Actions taken by other organisations
FirePro UK has:
- Issued a safety alert to the owner/operators of vessels fitted with its systems and its network of marine installation/maintenance engineers highlighting the circumstances of this accident and advising them of appropriate measures to take to reduce the risk of exposure to fire-extinguishing particles.
- Issued a safety bulletin to all marine distributors of the FirePro system highlighting the requirement to provide a safe system of work when installing the
FirePro system. This is to include method statements, risk assessments and the requirements for working in confined spaces.
- Issued basic guidance information in the form of a quick start guide highlighting the requirements for designing, installing and commissioning of the system, including periodical inspection and testing.
- Undertaken qualitative and quantitative assessment of the by-products of FirePro aerosol generators in a total flooding application.

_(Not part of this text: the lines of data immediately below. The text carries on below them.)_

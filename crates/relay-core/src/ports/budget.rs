//! ExecutionBudget port - ホストの残り実行時間
//!
//! Lambda のような実行時間制限のあるホストでは、残り時間が安全マージンを
//! 下回ったら次のサイクルを始めない。

use chrono::{DateTime, Utc};
use std::time::Duration;

use super::Clock;

pub trait ExecutionBudget: Send + Sync {
    /// 残り実行時間。制限のないホストでは `None`
    fn remaining(&self) -> Option<Duration>;
}

/// 常駐デーモンの予算（無制限）
#[derive(Debug, Clone, Copy, Default)]
pub struct Unbounded;

impl ExecutionBudget for Unbounded {
    fn remaining(&self) -> Option<Duration> {
        None
    }
}

/// 壁時計の期限で尽きる予算
pub struct DeadlineBudget<C> {
    deadline: DateTime<Utc>,
    clock: C,
}

impl<C: Clock> DeadlineBudget<C> {
    pub fn new(deadline: DateTime<Utc>, clock: C) -> Self {
        Self { deadline, clock }
    }

    /// Unix epoch からのミリ秒で期限を指定する。範囲外の値は期限切れ扱い
    pub fn from_epoch_millis(deadline_ms: u64, clock: C) -> Self {
        let deadline = i64::try_from(deadline_ms)
            .ok()
            .and_then(DateTime::from_timestamp_millis)
            .unwrap_or(DateTime::<Utc>::MIN_UTC);
        Self::new(deadline, clock)
    }
}

impl<C: Clock> ExecutionBudget for DeadlineBudget<C> {
    fn remaining(&self) -> Option<Duration> {
        // Past the deadline: zero remaining.
        Some((self.deadline - self.clock.now()).to_std().unwrap_or(Duration::ZERO))
    }
}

- Updated its Annex 2 Marine Manual for small vessels to include a more comprehensive description of the installation of FirePro systems, including
maintenance and inspection.
- Issued a safety bulletin worldwide to all master distributors highlighting the dangers of exposure to the suppressant agent as it is discharged from the
aerosol generator and the requirement to follow the FirePro installation information.
The Maritime and Coastguard Agency is recommended to:
2023/116 Take steps to improve the standard of installation of safety critical fire-extinguishing systems in vessels operating under codes of practice
(i.e. non-SOLAS vessels) to ensure that, specifically:
- Vessel owners are aware of the obligation to notify the Maritime and Coastguard Agency in advance of the installation, in order to
obtain pre-installation approval.
- Equipment installation is undertaken in accordance with manufacturers’ instructions and the relevant statutory requirements.

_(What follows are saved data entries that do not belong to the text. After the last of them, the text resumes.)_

//! SqsMessageBus - Amazon SQS FIFO キュー（feature `sqs`）
//!
//! - `ordering_group` → `MessageGroupId`
//! - `dedup_token` → `MessageDeduplicationId`
//!
//! `aws_sdk_sqs::Client` は内部にコネクションプールを持つので、プロセスで 1 つ
//! 作って使い回す。

use async_trait::async_trait;
use aws_sdk_sqs::error::{DisplayErrorContext, ProvideErrorMetadata, SdkError};

use crate::domain::{BusError, QueueMessage};
use crate::ports::MessageBus;

const THROTTLING_CODES: &[&str] = &[
    "ThrottlingException",
    "RequestThrottled",
    "AWS.SimpleQueueService.RequestThrottled",
    "KmsThrottled",
];

const REJECTION_CODES: &[&str] = &[
    "InvalidMessageContents",
    "InvalidParameterValue",
    "MissingParameter",
    "AWS.SimpleQueueService.NonExistentQueue",
    "QueueDoesNotExist",
    "UnsupportedOperation",
];

#[derive(Clone)]
pub struct SqsMessageBus {
    client: aws_sdk_sqs::Client,
}

impl SqsMessageBus {
    pub fn new(client: aws_sdk_sqs::Client) -> Self {
        Self { client }
    }

    /// 環境の AWS 設定（環境変数、profile、IMDS）からクライアントを作る
    pub async fn from_env() -> Self {
        let config = aws_config::load_defaults(aws_config::BehaviorVersion::latest()).await;
        Self::new(aws_sdk_sqs::Client::new(&config))
    }
}

#[async_trait]
impl MessageBus for SqsMessageBus {
    async fn enqueue(&self, message: &QueueMessage) -> Result<(), BusError> {
        self.client
            .send_message()
            .queue_url(&message.destination)
            .message_body(&message.body)
            .message_group_id(&message.ordering_group)
            .message_deduplication_id(message.dedup_token.as_str())
            .send()
            .await
            .map(|_| ())
            .map_err(|error| {
                let code = match &error {
                    SdkError::ServiceError(_) => error.code().map(str::to_string),
                    _ => None,
                };
                classify(code.as_deref(), DisplayErrorContext(&error).to_string())
            })
    }
}

fn classify(code: Option<&str>, detail: String) -> BusError {
    match code {
        Some(code) if THROTTLING_CODES.contains(&code) => BusError::Throttled(detail),
        Some(code) if REJECTION_CODES.contains(&code) => BusError::Rejected(detail),
        _ => BusError::Transport(detail),
    }
}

- In collaboration with industry stakeholders, introduce a competency standard for the installers of systems on vessels.
- The information provided in the Marine Survey Instructions for the Guidance of Surveyors for Fire Protection Arrangements (MSIS 12) and the Certificate of Inspections and Tests is consistent.
FirePro is recommended to:
2023/117 Undertake a specific risk assessment for the installation and operation of each of its fire-extinguishing systems to identify and mitigate all of the
associated hazards, including those identified as part of this investigation, to a level that is considered as low as reasonably practicable.
2023/118 Review its safety-related documentation for its fire-extinguishing systems (including, but not limited to, the installation and operational guidance and
material safety data sheet) to:
- Incorporate the hazards identified as part of this investigation, specifically those associated with carbon monoxide generation and risk of inhalation
injury, and the required control measures.
W. Stevenson & Sons Limited is recommended to:
- 2023/119 Update its safety management system for vessels alongside, specifically to include the control and safe management of contractors, including the provision of rescue plans for people working on board.